The tribunal's decision
16 There was no dispute before the tribunal that the appellant's army service constituted eligible defence service for the purpose of the VE Act. It was also common ground, and the tribunal accepted, that Mr Boys was involved in three motor accidents, in 1981, 1982 and 1983 respectively, when he was returning to army camp (Puckapunyal), each of which affected his neck.
17 There was also no dispute that he suffered from cervical spondylosis.
18 Mr Boys first sought to establish that his cervical spondylosis was related to his service and that he was eligible for an increase in the rate of payment of his pension (which was being paid at 90% of the "general rate") by an application to the Repatriation Commission lodged 14 May 2014 - that is to say, approximately six weeks before the revocation of SoP No 34.

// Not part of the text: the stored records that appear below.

//! Route handlers for the drinks catalog
//!
//! The public drink list is unauthenticated and returns the short recipe
//! view. Every other route authorizes the request before anything else,
//! including body parsing, so a bad body never changes an auth failure's
//! response. Handlers receive the verified claims from the gate.

use axum::body::Bytes;
use axum::extract::{Path, State};
use axum::http::{header, HeaderMap};
use axum::routing::get;
use axum::{Json, Router};
use serde::de::DeserializeOwned;
use serde::Deserialize;
use serde_json::{json, Value};
use taproom::{Authority, Claims, Permission};
use tower_http::cors::CorsLayer;
use tower_http::trace::TraceLayer;

use crate::drink::{DrinkStore, Ingredient};
use crate::error::ApiError;

/// Shared state handed to every route handler
#[derive(Clone, Debug)]
pub struct AppState {
    /// Verifies bearer tokens and permission grants
    pub authority: Authority,
    /// The drinks catalog
    pub store: DrinkStore,
}

/// Builds the application router over the given state
pub fn router(state: AppState) -> Router {
    Router::new()
        .route("/drinks", get(list_drinks).post(create_drink))
        .route("/drinks-detail", get(list_drinks_detail))
        .route(
            "/drinks/:id",
            axum::routing::patch(update_drink).delete(delete_drink),
        )
        .fallback(fallback)
        .layer(TraceLayer::new_for_http())
        .layer(CorsLayer::permissive())
        .with_state(state)
}

fn bearer(headers: &HeaderMap) -> Option<&str> {
    headers.get(header::AUTHORIZATION)?.to_str().ok()
}

async fn authorize(
    state: &AppState,
    headers: &HeaderMap,
    required: &'static str,
) -> Result<Claims, ApiError> {
    let required = Permission::from_static(required);
    let claims = state
        .authority
        .authorize(bearer(headers), Some(&required))
        .await?;
    Ok(claims)
}

/// Parses a request body only after the request has been authorized.
fn parse_body<T: DeserializeOwned>(body: &Bytes) -> Result<T, ApiError> {
    serde_json::from_slice(body).map_err(|_| ApiError::Unprocessable)
}

fn parse_drink_id(id: &str) -> Result<i64, ApiError> {
    // Mirrors route matching: a non-numeric id is an unknown resource.
    id.parse().map_err(|_| ApiError::NotFound)
}

async fn fallback() -> ApiError {
    ApiError::NotFound
}

/// A recipe submitted as either a single ingredient or a list of them
#[derive(Debug, Deserialize)]
#[serde(untagged)]
enum RecipeDraft {
    One(Ingredient),
    Many(Vec<Ingredient>),
}

impl RecipeDraft {
    fn into_vec(self) -> Vec<Ingredient> {
        match self {
            Self::One(ingredient) => vec![ingredient],
            Self::Many(ingredients) => ingredients,
        }
    }
}

#[derive(Debug, Deserialize)]
struct NewDrink {
    title: String,
    recipe: RecipeDraft,
}

#[derive(Debug, Deserialize)]
struct DrinkPatch {
    #[serde(default)]
    title: Option<String>,
    #[serde(default)]
    recipe: Option<RecipeDraft>,
}

async fn list_drinks(State(state): State<AppState>) -> Json<Value> {
    let drinks: Vec<_> = state
        .store
        .list()
        .await
        .iter()
        .map(crate::drink::Drink::summary)
        .collect();

    Json(json!({ "success": true, "drinks": drinks }))
}

async fn list_drinks_detail(
    State(state): State<AppState>,
    headers: HeaderMap,
) -> Result<Json<Value>, ApiError> {
    let claims = authorize(&state, &headers, "get:drinks-detail").await?;
    tracing::debug!(sub = ?claims.sub(), "serving drink details");

    let drinks = state.store.list().await;
    Ok(Json(json!({ "success": true, "drinks": drinks })))
}

async fn create_drink(
    State(state): State<AppState>,
    headers: HeaderMap,
    body: Bytes,
) -> Result<Json<Value>, ApiError> {
    let claims = authorize(&state, &headers, "post:drinks").await?;
    let new_drink: NewDrink = parse_body(&body)?;

    let drink = state
        .store
        .create(new_drink.title, new_drink.recipe.into_vec())
        .await
        .ok_or(ApiError::Unprocessable)?;

    tracing::info!(drink.id, sub = ?claims.sub(), "created drink");
    Ok(Json(json!({ "success": true, "drinks": [drink] })))
}

async fn update_drink(
    State(state): State<AppState>,
    Path(id): Path<String>,
    headers: HeaderMap,
    body: Bytes,
) -> Result<Json<Value>, ApiError> {
    let id = parse_drink_id(&id)?;
    let claims = authorize(&state, &headers, "patch:drinks").await?;
    let patch: DrinkPatch = parse_body(&body)?;

    if patch.title.is_none() && patch.recipe.is_none() {
        return Err(ApiError::Unprocessable);
    }

    let drink = state
        .store
        .update(id, patch.title, patch.recipe.map(RecipeDraft::into_vec))
        .await
        .ok_or(ApiError::NotFound)?;

    tracing::info!(drink.id = id, sub = ?claims.sub(), "updated drink");
    Ok(Json(json!({ "success": true, "drinks": [drink] })))
}

async fn delete_drink(
    State(state): State<AppState>,
    Path(id): Path<String>,
    headers: HeaderMap,
) -> Result<Json<Value>, ApiError> {
    let id = parse_drink_id(&id)?;
    let claims = authorize(&state, &headers, "delete:drinks").await?;

    let id = state.store.delete(id).await.ok_or(ApiError::NotFound)?;

    tracing::info!(drink.id = id, sub = ?claims.sub(), "deleted drink");
    Ok(Json(json!({ "success": true, "delete": id })))
}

19 On 7 May 2015, a delegate of the Commission decided that Mr Boys' cervical spondylosis was not related to service, and decided that he was eligible for an increase in the payment of his pension to 100% of the general rate. The VE Act also provided for the assessment and payment of disability pensions at a "special rate", which was higher than the general rate. The Commission found that Mr Boys was not eligible for pension at the special rate.
20 By an application dated 26 May 2015, Mr Boys applied to the Veterans' Review Board for a review of the Commission's decision. On 8 November 2017, the Board informed Mr Boys that it had affirmed the Commission's decision.
21 Several weeks later, Mr Boys applied to the tribunal for a review of the Board's decision. The tribunal heard the application in August 2019, and, after receiving further submissions in May 2020, affirmed the Board's decision in July 2020. It is that decision that is the subject of this appeal.
22 The critical issue before the tribunal was whether Mr Boys' cervical spondylosis was related to his service. Resolution of that issue turned on whether factor 6(f) of SoP No 67 existed.
23 For reasons about which one can only speculate, the tribunal proceeded on the basis that Statement of Principles No 66 of 2014 applied. That was the Statement of Principles applicable to the condition of cervical spondylosis where a veteran had undertaken "operational service" (which, as noted above, Mr Boys had not). It was materially different to SoP No 67 and had not been referred to by either party during their submissions to the tribunal.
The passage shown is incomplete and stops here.